Au contraire, les partisans d’une économie socialiste en sortent plus que jamais convaincus de la nécessité d’un plan général, plutôt que se lancer dans le n’importe quoi, sous prétexte que le patronat et les actionnaires corrigeront d’eux-mêmes les erreurs.
L’aveuglement sur les flux et la phobie irrationnelle des stocks leur ont fait détruire nos stocks de masques, nos contingents de lits et nos effectifs de soignants. C’est toujours cette obstination imbécile selon l’enseignement de leurs hautes écoles de commerce qui a conduit Maggie De Block et David Clarinval à supprimer des postes de chercheurs et d’enseignants capables d’avoir une vision sur le temps long, pour leur substituer une main d’œuvre fluide et adaptable.
On a eu raison de critiquer Sophie Wilmès lorsqu’elle était ministre du budget dans sa gestion de l’économie. On a eu tort de lui imputer des coupes importantes dans le sanitaire, car elle a consacré beaucoup d’argent dans la santé et l’éducation ; mais elle l’a fait dans une optique libérale, dans une logique de flux, qui a détruit la stabilité nécessaire dans ces métiers. Ainsi, elle a dispersé des sommes considérables dans des études d’experts pour rationaliser des ensembles qui ne pouvaient que souffrir des coupes sombres, dans la logique libérale que tout ce qui n’est pas rentable est inutile. Ils ont mis sur le même pied, la gestion d’un hôpital à celle d’une conserverie de petits pois. À l’usage, c’est un désastre.
Cette pression du flux, que les industriels appellent « la gestion des flux tendus » conduit à installer la pénurie et la compétition partout, alors même qu’il y a une débauche de dépenses du côté du management, de l’évaluation, de la machine normative et réglementaire. Et la Belgique s’y connaît en gestionnaires intermédiaires, vu son personnel politique pléthorique, les formulaires en six exemplaires et le bilingisme.

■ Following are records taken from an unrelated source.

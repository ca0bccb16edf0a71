use std::path::Path;
use std::process::ExitCode;

use layover_core::SessionOrchestrator;

pub fn run(
    orchestrator: &SessionOrchestrator,
    project: Option<&Path>,
    force_maintenance: bool,
    json: bool,
) -> Result<ExitCode, String> {
    orchestrator.storage().ensure_dirs()?;
    let stats = orchestrator.recover(project, force_maintenance);

    if json {
        let rendered = serde_json::to_string_pretty(&stats)
            .map_err(|e| format!("Failed to serialize recovery stats: {e}"))?;
        println!("{rendered}");
    } else if !stats.has_activity() && !stats.maintenance_ran {
        println!("Nothing to recover.");
    } else {
        println!("orphaned sessions restored  {}", stats.orphaned_sessions_restored);
        println!("orphaned sessions failed    {}", stats.orphaned_sessions_failed);
        println!("stale sessions removed      {}", stats.stale_sessions_removed);
        println!("interrupted restores        {}", stats.interrupted_restores_recovered);
        println!("restore temps removed       {}", stats.restore_temps_removed);
        if stats.maintenance_ran {
            println!("history entries pruned      {}", stats.history_pruned);
            println!("deleted projects collected  {}", stats.projects_collected);
        }
        for error in &stats.errors {
            eprintln!("error: {error}");
        }
    }

    Ok(if stats.errors.is_empty() {
        ExitCode::SUCCESS
    } else {
        ExitCode::FAILURE
    })
}
//! Two sinks: terse stderr for the user, a daily-rolling debug file for post-mortems.

use std::path::Path;

use tracing_appender::non_blocking::WorkerGuard;
use tracing_subscriber::layer::SubscriberExt;
use tracing_subscriber::util::SubscriberInitExt;
use tracing_subscriber::{fmt, EnvFilter, Layer};

const DEBUG_ENV: &str = "LAYOVER_DEBUG_LOG";
const LOG_FILE_PREFIX: &str = "layover.log";

/// Installs the global subscriber. The returned guard flushes the file sink on drop
/// and must be held by `main`.
pub fn init(logs_dir: &Path, verbose: bool) -> Option<WorkerGuard> {
    let stderr_filter = if debug_enabled() {
        EnvFilter::new("debug")
    } else {
        EnvFilter::try_from_default_env()
            .unwrap_or_else(|_| EnvFilter::new(if verbose { "info" } else { "warn" }))
    };
    let stderr_layer = fmt::layer()
        .with_writer(std::io::stderr)
        .with_target(false)
        .with_filter(stderr_filter);

    // Logging must never stop the tool from running.
    let (file_layer, guard) = match fs_err::create_dir_all(logs_dir) {
        Ok(()) => {
            let appender = tracing_appender::rolling::daily(logs_dir, LOG_FILE_PREFIX);
            let (writer, guard) = tracing_appender::non_blocking(appender);
            let layer = fmt::layer()
                .with_writer(writer)
                .with_ansi(false)
                .with_filter(EnvFilter::new("debug"));
            (Some(layer), Some(guard))
        }
        Err(_) => (None, None),
    };

    let _ = tracing_subscriber::registry()
        .with(stderr_layer)
        .with(file_layer)
        .try_init();
    guard
}

fn debug_enabled() -> bool {
    std::env::var(DEBUG_ENV)
        .map(|value| matches!(value.as_str(), "1" | "true" | "TRUE" | "yes" | "YES"))
        .unwrap_or(false)
}
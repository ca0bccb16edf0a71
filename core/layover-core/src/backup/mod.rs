//! Pre-overlay snapshots of a target's configuration and their atomic restore.

mod manifest;
mod store;

pub use manifest::{BackupManifest, OverlayRecord, MANIFEST_VERSION};
pub use store::{
    recover_interrupted_restores, BackupInfo, BackupStore, ConfigFileAction, InterruptedRestores,
    RestoreReport, SnapshotSummary,
};

#[cfg(test)]
pub(crate) use store::tests_helper;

Ce ne sont pas tant les serviteurs zélés de la politique libérale qui sont les premières causes de la catastrophe, que le système lui-même. Ils sont coupables de leur zèle imbécile et de leur manque de discernement. C’est déjà suffisamment lourd à porter comme ça.
Une gestion « de blockisée et clarinvalisée » a conduit le pays au bord de l’abîme dans ces métiers de santé, d’éducation et de recherche. Nos honorables déficients mentaux passèrent et passent encore beaucoup trop de temps à l’évaluation, à l’optimisation, à la compétition, au détriment des soins, de l’éducation et de la recherche.
C’est cela le néolibéralisme : un Etat, tatillon et bureaucratique, porté au zèle de la « bonne » cause qui ne se discute pas, avec, dans les entreprises, les vrais patrons de l’État qui donnent des caps, appliquent des politiques intrusives et invasives, qui harcèlent. C’est ce que nous nous apprêtons à sacraliser dans l’union de la carpe et du lapin, entre la N-VA et le PS.
Finalement le mal est ancien, nos disputes entre masqués et démasqués viennent de loin. Elles viennent d’une ancienne rancœur, d’un malaise au sujet d’une démocratie qui aurait pu être autre chose que ce que le monde libéral en a fait : un luna-park des riches sur les attractions desquelles d’inquiétants behavioristes mesurent les gestes de leurs victimes, les travailleurs.
La Belgique est un avaro, une tuile, un Etat entré dans la dépression maniaque.